Prior to Roe v Wade, perhaps the most popular argument for legalising abortion was that women’s safety demanded avoiding the dreaded “back alley abortion”. In untrained hands, the unregulated procedure was just too dangerous for women.
Now, as non-surgical, chemical abortion becomes more common, abortion rights activists hunger for a future where women and girls self-administer and self-manage their own abortions – without any medical assistance or oversight.
In their rush to sweep away every obstacle between a pregnant woman and a termination, Planned Parenthood and the pro-abortion lobby now seek to do away with the safety regulations of the Food and Drug Administration (FDA), which would open the door to online black-market pill networks that operate illegally but with near impunity. Their new goal? In the words of a recent New York Times opinion piece, “Abortion Pills Should Be Everywhere”.
Is the pro-abortion side correct? Are medical abortions so safe and easy that they can and should be done without medical supervision? The answer is an emphatic no, especially when using illegal online marketplaces.
A chemical abortion, approved for pregnancies of up to 10 weeks, consists of two drugs. One (Mifeprex) interferes with progesterone, the hormone of pregnancy. The other induces uterine contractions.
The FDA keeps Mifeprex under a safety system called REMS (Risk Evaluation and Mitigation Strategy), used to manage medicines with dangerous side effects. Only a few dozen drugs require this kind of oversight. One of them is thalidomide, which is used to treat certain cancers but is best known for causing severe birth defects. Under REMS, only certified healthcare providers can dispense Mifeprex – and only in a clinic or hospital setting under the provider’s direct supervision.
The FDA’s website explains in great detail the reason for all these restrictions. Since the year 2000, 24 women have died as a result of supervised use of Mifeprex in the US. Several died from severe infection, two from ruptured ectopic pregnancy, and others from haemorrhage, toxic shock and overdose. Hundreds more women have been hospitalised with similar complications but survived.
In order to avoid severe adverse effects, responsible medical practitioners who perform medical abortions begin by making sure that the baby is no more than eight weeks old and located within the uterus. They use ultrasound to avoid the danger of inducing an abortion after 10 weeks or causing the deadly rupture of an ectopic pregnancy. (One to two per cent of pregnancies are ectopic.) They also take a detailed medical history – in person – to ensure that the mother is free of medical conditions like a bleeding disorder or lung disease, is not taking certain medications and is able to receive follow up care if she needs it. The doctors are also available for close follow-up so that early signs of infection (which can turn into fatal sepsis) are not missed by women and girls who are enduring a painful and distressing process that can take up to two weeks.

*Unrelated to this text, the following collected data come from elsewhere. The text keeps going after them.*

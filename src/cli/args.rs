//! Command-line arguments

use super::output::OutputMode;
use crate::workflow::StageDecl;
use clap::parser::ValueSource;
use clap::{ArgMatches, Parser};
use std::path::PathBuf;

#[derive(Parser, Debug)]
#[command(name = "stagerun", version)]
#[command(about = "Run shell commands in ordered stages with bounded fan-out")]
#[command(
    after_help = "Stages run in the order given. Consecutive --con commands form one \
                  concurrent stage.\n\nExample: stagerun -s 'make deps' -c 'make a' -c 'make b' -s 'make dist'"
)]
pub struct Cli {
    /// Run a command as its own stage
    #[arg(short = 's', long = "seq", value_name = "CMD")]
    pub sequential: Vec<String>,

    /// Run a command concurrently with adjacent --con commands
    #[arg(short = 'c', long = "con", value_name = "CMD")]
    pub concurrent: Vec<String>,

    /// Read newline-delimited commands from stdin as a concurrent group at this position
    #[arg(short = 'i', long = "stdin")]
    pub stdin: bool,

    /// Load stages from a TOML workflow file
    #[arg(
        short = 'f',
        long = "file",
        value_name = "PATH",
        conflicts_with_all = ["sequential", "concurrent", "stdin"]
    )]
    pub file: Option<String>,

    /// Max commands running at once in a concurrent stage [default: 4]
    #[arg(short = 'j', long = "jobs", value_name = "N")]
    pub jobs: Option<usize>,

    /// Working directory for commands and project config
    #[arg(short = 'd', long = "dir", value_name = "DIR")]
    pub dir: Option<PathBuf>,

    /// Do not treat non-zero exit codes as failures (signals still are)
    #[arg(long)]
    pub ignore_exit_codes: bool,

    /// Print the stage plan without running anything
    #[arg(long)]
    pub dry_run: bool,

    /// Output format
    #[arg(long, value_enum, default_value_t = OutputMode::Console)]
    pub output: OutputMode,

    /// Enable debug output
    #[arg(long)]
    pub debug: bool,

    /// Only print errors
    #[arg(long, conflicts_with = "debug")]
    pub quiet: bool,

    /// Also write logs to a file (default location under the config directory)
    #[arg(long, value_name = "PATH", num_args = 0..=1)]
    pub log_file: Option<Option<PathBuf>>,
}

impl Cli {
    /// Output mode after applying --quiet
    pub fn output_mode(&self) -> OutputMode {
        if self.quiet {
            OutputMode::Quiet
        } else {
            self.output
        }
    }
}

/// Recover stage declarations in command-line order.
///
/// clap groups values per argument; the argument indices tell us how
/// `--seq`, `--con` and `--stdin` were interleaved.
pub fn stage_decls(matches: &ArgMatches) -> Vec<StageDecl> {
    let mut indexed: Vec<(usize, StageDecl)> = Vec::new();

    if let (Some(indices), Some(values)) = (
        matches.indices_of("sequential"),
        matches.get_many::<String>("sequential"),
    ) {
        indexed.extend(
            indices
                .zip(values)
                .map(|(i, v)| (i, StageDecl::Sequential(v.clone()))),
        );
    }

    if let (Some(indices), Some(values)) = (
        matches.indices_of("concurrent"),
        matches.get_many::<String>("concurrent"),
    ) {
        indexed.extend(
            indices
                .zip(values)
                .map(|(i, v)| (i, StageDecl::Concurrent(v.clone()))),
        );
    }

    if matches.value_source("stdin") == Some(ValueSource::CommandLine) {
        if let Some(i) = matches.index_of("stdin") {
            indexed.push((i, StageDecl::Stdin));
        }
    }

    indexed.sort_by_key(|(i, _)| *i);
    indexed.into_iter().map(|(_, decl)| decl).collect()
}
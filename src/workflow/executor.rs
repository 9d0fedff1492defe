//! Stage execution logic

use super::model::{Command, ConcurrencyLimit, Stage};
use super::pool::{WorkerPool, report_failure};
use crate::cli::OutputHandler;
use crate::config::ExitCodePolicy;
use crate::process::{CommandRunner, ExecutionOutcome};
use std::fmt;
use std::sync::Arc;
use std::time::{Duration, Instant};

/// Why a stage stopped the workflow
#[derive(Debug, Clone, PartialEq, Eq)]
pub struct AbortReason {
    pub command: Command,
    pub outcome: ExecutionOutcome,
}

impl fmt::Display for AbortReason {
    fn fmt(&self, f: &mut fmt::Formatter<'_>) -> fmt::Result {
        write!(f, "command '{}' {}", self.command, self.outcome)
    }
}

/// Whether the workflow may go on after a stage
#[derive(Debug, Clone, PartialEq, Eq)]
pub enum StageResult {
    Continue,
    Abort(AbortReason),
}

/// What happened while running one stage
#[derive(Debug, Clone)]
pub struct StageReport {
    pub result: StageResult,
    pub outcomes: Vec<(Command, ExecutionOutcome)>,
    pub duration: Duration,
    /// Commands whose outcome counted as a failure under the policy
    pub failures: usize,
    /// Failures that were reported as aborting the workflow
    pub fatal_failures: usize,
}

/// Shared dependencies for running stages
#[derive(Clone)]
pub struct ExecutionContext {
    pub runner: Arc<dyn CommandRunner>,
    pub handler: Arc<dyn OutputHandler>,
    pub policy: ExitCodePolicy,
}

impl ExecutionContext {
    pub fn new(
        runner: Arc<dyn CommandRunner>,
        handler: Arc<dyn OutputHandler>,
        policy: ExitCodePolicy,
    ) -> Self {
        Self {
            runner,
            handler,
            policy,
        }
    }
}

/// Runs one stage and decides whether the workflow continues
pub struct StageExecutor {
    ctx: ExecutionContext,
    pool: WorkerPool,
}

impl StageExecutor {
    pub fn new(ctx: ExecutionContext) -> Self {
        let pool = WorkerPool::new(ctx.runner.clone(), ctx.handler.clone(), ctx.policy);
        Self { ctx, pool }
    }

    /// Execute a stage.
    ///
    /// A failing sequential command aborts the workflow. Failures inside a
    /// concurrent stage are reported and the stage continues, except for
    /// spawn failures, which abort once every sibling has finished.
    pub async fn execute(&self, stage: &Stage, limit: ConcurrencyLimit) -> StageReport {
        let start = Instant::now();
        match stage {
            Stage::Sequential(command) => self.execute_sequential(command, start).await,
            Stage::Concurrent(commands) => self.execute_concurrent(commands, limit, start).await,
        }
    }

    async fn execute_sequential(&self, command: &Command, start: Instant) -> StageReport {
        let outcome = self.ctx.runner.execute(command).await;
        let failed = outcome.is_failure(self.ctx.policy);

        let result = if failed {
            report_failure(self.ctx.handler.as_ref(), command, &outcome, true);
            StageResult::Abort(AbortReason {
                command: command.clone(),
                outcome: outcome.clone(),
            })
        } else {
            StageResult::Continue
        };

        StageReport {
            result,
            outcomes: vec![(command.clone(), outcome)],
            duration: start.elapsed(),
            failures: usize::from(failed),
            fatal_failures: usize::from(failed),
        }
    }

    async fn execute_concurrent(
        &self,
        commands: &[Command],
        limit: ConcurrencyLimit,
        start: Instant,
    ) -> StageReport {
        let outcomes = self.pool.run_all(commands, limit).await;

        let failures = outcomes
            .iter()
            .filter(|(_, outcome)| outcome.is_failure(self.ctx.policy))
            .count();
        let fatal_failures = outcomes
            .iter()
            .filter(|(_, outcome)| outcome.is_always_fatal())
            .count();

        let result = outcomes
            .iter()
            .find(|(_, outcome)| outcome.is_always_fatal())
            .map(|(command, outcome)| {
                StageResult::Abort(AbortReason {
                    command: command.clone(),
                    outcome: outcome.clone(),
                })
            })
            .unwrap_or(StageResult::Continue);

        StageReport {
            result,
            outcomes,
            duration: start.elapsed(),
            failures,
            fatal_failures,
        }
    }
}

Those who want to eliminate REMS for Mifeprex – and the rogue pill distributors on the internet – believe that women and girls can navigate this dangerous terrain all on their own.
A significant portion of my practice as a physician consists of dating and localising pregnancies through ultrasound, since it is very common for a pregnant woman to be unsure of the date of her last menstrual period. As a physician, I also know that getting a good medical history requires knowing how to ask the questions in a way that will elicit valid and crucial information. This is especially difficult with younger patients. This kind of clinical care cannot be safely outsourced to an online questionnaire. Even more egregious is the blithe support of abortion activists for obtaining black-market or non-FDA approved drugs through illegal websites. Buying pills willy-nilly online is always a bad idea. A full 62 per cent of drugs purchased online are fake or substandard, and some have been found to contain fillers like drywall and rat poison. In fact, the World Health Organisation estimates that 100,000 to a million people die each year from counterfeit medicines.
One activist website lists several online distributors where women and girls can purchase Mifeprex. The National Association of Boards of Pharmacy has evaluated every one of these sites and found that they were operating dangerously and illegally.
It’s important to remember that the 24 young women who have died from medical abortions were all receiving supervised care from a qualified practitioner – and they still died. Are these rare incidents? Yes. But Mifeprex is hedged with extra safety precautions precisely because women and girls deserve more than a roll of the dice and the hope that they won’t be one of the outliers on the risk curve.
In their rush to make abortion ubiquitous and routine, Planned Parenthood and other activists are well on the way to making abortion as dangerous as in the days of the “back alley”.
Grazie Pozo Christie MD is a policy adviser for The Catholic Association (thecatholicassociation.org)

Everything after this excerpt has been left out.